Argument types can range from passing in any kind of value up to restricted contents such as a pointer / size pair for the BPF stack buffer, which the helper should read from or write to. In the latter case, the verifier can also perform additional checks, for example, whether the buffer was previously initialized.

The list of available BPF helper functions is rather long and constantly growing, for example, at the time of this writing, tc BPF programs can choose from 38 different BPF helpers. The kernel’s struct bpf_verifier_ops contains a get_func_proto callback function that provides the mapping of a specific enum bpf_func_id to one of the available helpers for a given BPF program type.

Maps

Maps are efficient key / value stores that reside in kernel space. They can be accessed from a BPF program in order to keep state among multiple BPF program invocations. They can also be accessed through file descriptors from user space and can be arbitrarily shared with other BPF programs or user space applications.

BPF programs which share maps with each other are not required to be of the same program type, for example, tracing programs can share maps with networking programs. A single BPF program can currently access up to 64 different maps directly.

Map implementations are provided by the core kernel. There are generic maps with per-CPU and non-per-CPU flavor that can read / write arbitrary data, but there are also a few non-generic maps that are used along with helper functions.

Generic maps currently available are BPF_MAP_TYPE_HASH, BPF_MAP_TYPE_ARRAY, BPF_MAP_TYPE_PERCPU_HASH, BPF_MAP_TYPE_PERCPU_ARRAY, BPF_MAP_TYPE_LRU_HASH, BPF_MAP_TYPE_LRU_PERCPU_HASH and BPF_MAP_TYPE_LPM_TRIE. They all use the same common set of BPF helper functions in order to perform lookup, update or delete operations while implementing a different backend with differing semantics and performance characteristics.

Non-generic maps that are currently in the kernel are BPF_MAP_TYPE_PROG_ARRAY, BPF_MAP_TYPE_PERF_EVENT_ARRAY, BPF_MAP_TYPE_CGROUP_ARRAY, BPF_MAP_TYPE_STACK_TRACE, BPF_MAP_TYPE_ARRAY_OF_MAPS, BPF_MAP_TYPE_HASH_OF_MAPS. For example, BPF_MAP_TYPE_PROG_ARRAY is an array map which holds other BPF programs, BPF_MAP_TYPE_ARRAY_OF_MAPS and BPF_MAP_TYPE_HASH_OF_MAPS both hold pointers to other maps such that entire BPF maps can be atomically replaced at runtime.
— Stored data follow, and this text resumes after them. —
use nalgebra::{Rotation3, Unit};

use crate::{
    geometry::{EPSILON, FloatType, Ray, WorldBox, WorldPoint, WorldVector, normalize_or_self},
    scene::{Object, ShapeHit, in_range},
};

use super::{cylindrical_uv, disk_extents, disk_support, intersect_disk, solve_quadratic};

/// Solid cone standing on a disk of `radius` at `base`, apex `height` along `axis`.
/// The radius shrinks linearly from the base to the apex.
#[derive(Clone, Debug, PartialEq)]
pub struct Cone {
    pub base: WorldPoint,
    pub axis: Unit<WorldVector>,
    pub radius: FloatType,
    pub height: FloatType,
}

impl Cone {
    pub fn new(
        base: WorldPoint,
        axis: Unit<WorldVector>,
        radius: FloatType,
        height: FloatType,
    ) -> Self {
        Cone {
            base,
            axis,
            radius: radius.abs(),
            height: height.abs(),
        }
    }

    pub fn apex(&self) -> WorldPoint {
        self.base + self.axis.as_ref() * self.height
    }

    fn intersect_side(&self, ray: &Ray, t_min: FloatType, t_max: FloatType) -> Option<ShapeHit> {
        if self.height <= 0.0 {
            return None;
        }
        let axis = self.axis.as_ref();
        let k2 = (self.radius / self.height).powi(2);

        let w0 = ray.origin - self.apex();
        let d_axial = ray.direction.dot(axis);
        let w_axial = w0.dot(axis);
        let d_perp = ray.direction - axis * d_axial;
        let w_perp = w0 - axis * w_axial;

        let a = d_perp.dot(&d_perp) - k2 * d_axial * d_axial;
        let b = 2.0 * (d_perp.dot(&w_perp) - k2 * d_axial * w_axial);
        let c = w_perp.dot(&w_perp) - k2 * w_axial * w_axial;

        let roots = if a.abs() < EPSILON {
            // Ray parallel to a generator line, single crossing
            if b.abs() < EPSILON {
                return None;
            }
            let t = -c / b;
            (t, t)
        } else {
            solve_quadratic(a, b, c)?
        };

        [roots.0, roots.1]
            .into_iter()
            .filter(|t| in_range(*t, t_min, t_max))
            .find_map(|t| {
                let w = w0 + ray.direction * t;
                // Distance from the apex towards the base
                let s = -w.dot(axis);
                if !(0.0..=self.height).contains(&s) {
                    return None;
                }
                let w_perp = w - axis * w.dot(axis);
                let normal = normalize_or_self(w_perp + axis * (k2 * s));
                let point = ray.point_at(t);
                Some(ShapeHit::new(t, point, normal).with_texture_coordinates(
                    cylindrical_uv(&point, &self.base, axis, self.height),
                ))
            })
    }
}

impl Object for Cone {
    fn intersect(&self, ray: &Ray, t_min: FloatType, t_max: FloatType) -> Option<ShapeHit> {
        let side = self.intersect_side(ray, t_min, t_max);
        let cap_max = side.as_ref().map_or(t_max, |hit| hit.t);
        let normal = -self.axis.into_inner();
        let cap = intersect_disk(ray, &self.base, &normal, self.radius, t_min, cap_max)
            .filter(|t| side.as_ref().is_none_or(|hit| *t < hit.t))
            .map(|t| {
                let point = ray.point_at(t);
                ShapeHit::new(t, point, normal).with_texture_coordinates(cylindrical_uv(
                    &point,
                    &self.base,
                    &self.axis,
                    self.height,
                ))
            });
        cap.or(side)
    }

    fn get_bounding_box(&self) -> WorldBox {
        let apex = self.apex();
        WorldBox::from_center(self.base, disk_extents(&self.axis, self.radius))
            .surrounding(&WorldBox::new(apex, apex))
    }

    fn translate(&mut self, delta: &WorldVector) {
        self.base += delta;
    }

    fn rotate(&mut self, rotation: &Rotation3<FloatType>) {
        let pivot = self.center();
        self.axis = rotation * self.axis;
        self.base = pivot - self.axis.as_ref() * (self.height / 2.0);
    }

    /// Midpoint of the axis, used as the rotation pivot.
    fn center(&self) -> WorldPoint {
        self.base + self.axis.as_ref() * (self.height / 2.0)
    }

    fn support(&self, direction: &WorldVector) -> WorldPoint {
        let apex = self.apex();
        let rim = disk_support(&self.base, &self.axis, self.radius, direction);
        if apex.coords.dot(direction) >= rim.coords.dot(direction) {
            apex
        } else {
            rim
        }
    }
}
These types of maps tackle a specific issue which was unsuitable to be implemented solely through a BPF helper function since additional (non-data) state is required to be held across BPF program invocations.

Object Pinning

BPF maps and programs act as a kernel resource and can only be accessed through file descriptors, backed by anonymous inodes in the kernel. Advantages, but also a number of disadvantages come along with them:

User space applications can make use of most file descriptor related APIs, file descriptor passing for Unix domain sockets work transparently, etc, but at the same time, file descriptors are limited to a processes’ lifetime, which makes options like map sharing rather cumbersome to carry out.

Thus, it brings a number of complications for certain use cases such as iproute2, where tc or XDP sets up and loads the program into the kernel and terminates itself eventually. With that, also access to maps is unavailable from user space side, where it could otherwise be useful, for example, when maps are shared between ingress and egress locations of the data path. Also, third party applications may wish to monitor or update map contents during BPF program runtime.
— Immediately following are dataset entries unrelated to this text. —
use crate::geometry::{FloatType, Ray, WorldBox};

pub trait RayIntersectionExt {
    /// Calculate first and last ray intersection with the box
    fn intersect(&self, ray: &Ray) -> (FloatType, FloatType);

    /// True if the ray enters the box anywhere within `[t_min, t_max]`.
    fn hit_in_range(&self, ray: &Ray, t_min: FloatType, t_max: FloatType) -> bool {
        let (t1, t2) = self.intersect(ray);
        t1.max(t_min) <= t2.min(t_max)
    }
}

impl RayIntersectionExt for WorldBox {
    /// Calculates ray intersection with the box.
    /// Returns minimum and maximum distance along the ray, ray intersects if min <= max.
    fn intersect(&self, ray: &Ray) -> (FloatType, FloatType) {
        let mut min_t = FloatType::NEG_INFINITY;
        let mut max_t = FloatType::INFINITY;

        for axis in 0..3 {
            // The multiplication is NAN if the ray is starting inside the slab bounding plane
            // and is parallel to it. In this case we blend to +-infinity, so that the range becomes infinite
            let to_min = (self.min[axis] - ray.origin[axis]) * ray.inv_direction[axis];
            let to_max = (self.max[axis] - ray.origin[axis]) * ray.inv_direction[axis];
            let to_min = if to_min.is_nan() { FloatType::NEG_INFINITY } else { to_min };
            let to_max = if to_max.is_nan() { FloatType::INFINITY } else { to_max };

            min_t = min_t.max(to_min.min(to_max));
            max_t = max_t.min(to_min.max(to_max));
        }

        (min_t, max_t)
    }
}

#[cfg(test)]
mod test {
    use assert2::assert;
    use test_case::{test_case, test_matrix};

    use super::*;
    use crate::geometry::{WorldPoint, WorldVector};

    fn unit_box() -> WorldBox {
        WorldBox::new([-1.0, -1.0, -1.0].into(), [1.0, 1.0, 1.0].into())
    }

    fn on_surface(p: &WorldPoint, b: &WorldBox) -> bool {
        const TOLERANCE: f32 = 1e-3;
        b.contains(p, TOLERANCE)
            && (0..3).any(|axis| {
                (p[axis] - b.min[axis]).abs() <= TOLERANCE
                    || (p[axis] - b.max[axis]).abs() <= TOLERANCE
            })
    }

    /// Rays aimed at a point inside the box, starting before, inside and past it.
    #[test_matrix(
        [-0.5, 0.0, 0.9],
        [-0.5, 0.3],
        [-1.0, 0.5, 3.0],
        [-4.0, 0.0, 4.0]
    )]
    fn entry_and_exit_lie_on_the_box(px: f32, py: f32, dx: f32, start: f32) {
        let b = unit_box();
        let direction = WorldVector::new(dx, 1.0, -0.5);
        let through = WorldPoint::new(px, py, 0.2);
        let ray = Ray::new(through, direction);
        let ray = Ray::new(ray.point_at(start), direction);

        let (t1, t2) = b.intersect(&ray);
        assert!(t1 <= t2);
        assert!(on_surface(&ray.point_at(t1), &b));
        assert!(on_surface(&ray.point_at(t2), &b));
    }

    #[test]
    fn range_check_respects_the_interval() {
        let ray = Ray::new(WorldPoint::new(0.0, 0.0, -5.0), WorldVector::z());
        assert!(unit_box().hit_in_range(&ray, 0.0, f32::INFINITY));
        assert!(unit_box().hit_in_range(&ray, 0.0, 4.5));
        assert!(!unit_box().hit_in_range(&ray, 0.0, 3.5));
        assert!(!unit_box().hit_in_range(&ray, 6.5, 10.0));
    }

    #[test]
    fn box_behind_the_ray() {
        let ray = Ray::new(WorldPoint::new(0.0, 0.0, 5.0), WorldVector::z());
        assert!(!unit_box().hit_in_range(&ray, 0.0, f32::INFINITY));
    }

    /// Rays parallel to a slab and outside of it never enter the box.
    #[test_case(-2.0, 0.0, 0.0, 0.0, 1.0, 1.0 ; "outside x")]
    #[test_case(0.0, 1.5, 0.0, 1.0, 0.0, -1.0 ; "outside y")]
    #[test_case(0.0, 0.0, -3.0, 1.0, 1.0, 0.0 ; "outside z")]
    #[test_case(-2.0, 1.0, 0.0, 1.0, 0.0, 0.0 ; "grazing the top face")]
    fn parallel_rays_miss_or_graze(px: f32, py: f32, pz: f32, dx: f32, dy: f32, dz: f32) {
        let ray = Ray::new(
            WorldPoint::new(px, py, pz) - WorldVector::new(dx, dy, dz) * 10.0,
            WorldVector::new(dx, dy, dz),
        );
        let (t1, t2) = unit_box().intersect(&ray);
        let grazing = t1 <= t2 && on_surface(&ray.point_at(t1), &unit_box());
        assert!(t1 > t2 || grazing);
    }

    #[test]
    fn origin_on_a_face_parallel_to_it() {
        // inf * 0 must not poison the interval
        let ray = Ray::new(WorldPoint::new(1.0, -3.0, 0.0), WorldVector::y());
        let (t1, t2) = unit_box().intersect(&ray);
        assert!(t1 <= t2);
        assert!((t1 - 2.0).abs() < 1e-5);
        assert!((t2 - 4.0).abs() < 1e-5);
    }
}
To overcome this limitation, a minimal kernel space BPF file system has been implemented, where BPF map and programs can be pinned to, a process called object pinning. The BPF system call has therefore been extended with two new commands which can pin (BPF_OBJ_PIN) or retrieve (BPF_OBJ_GET) a previously pinned object.

For instance, tools such as tc make use of this infrastructure for sharing maps on ingress and egress. The BPF related file system is not a singleton, it does support multiple mount instances, hard and soft links, etc.

Tail Calls

Another concept that can be used with BPF is called tail calls. Tail calls can be seen as a mechanism that allows one BPF program to call another, without returning back to the old program. Such a call has minimal overhead as unlike function calls, it is implemented as a long jump, reusing the same stack frame.

Such programs are verified independently of each other, thus for transferring state, either per-CPU maps as scratch buffers or in case of tc programs, skb fields such as the cb[] area must be used.

Only programs of the same type can be tail called, and they also need to match in terms of JIT compilation, thus either JIT compiled or only interpreted programs can be invoked, but not mixed together.

There are two components involved for carrying out tail calls: the first part needs to setup a specialized map called program array (BPF_MAP_TYPE_PROG_ARRAY) that can be populated by user space with key / values, where values are the file descriptors of the tail called BPF programs, the second part is a bpf_tail_call() helper where the context, a reference to the program array and the lookup key is passed to. Then the kernel inlines this helper call directly into a specialized BPF instruction. Such a program array is currently write-only from user space side.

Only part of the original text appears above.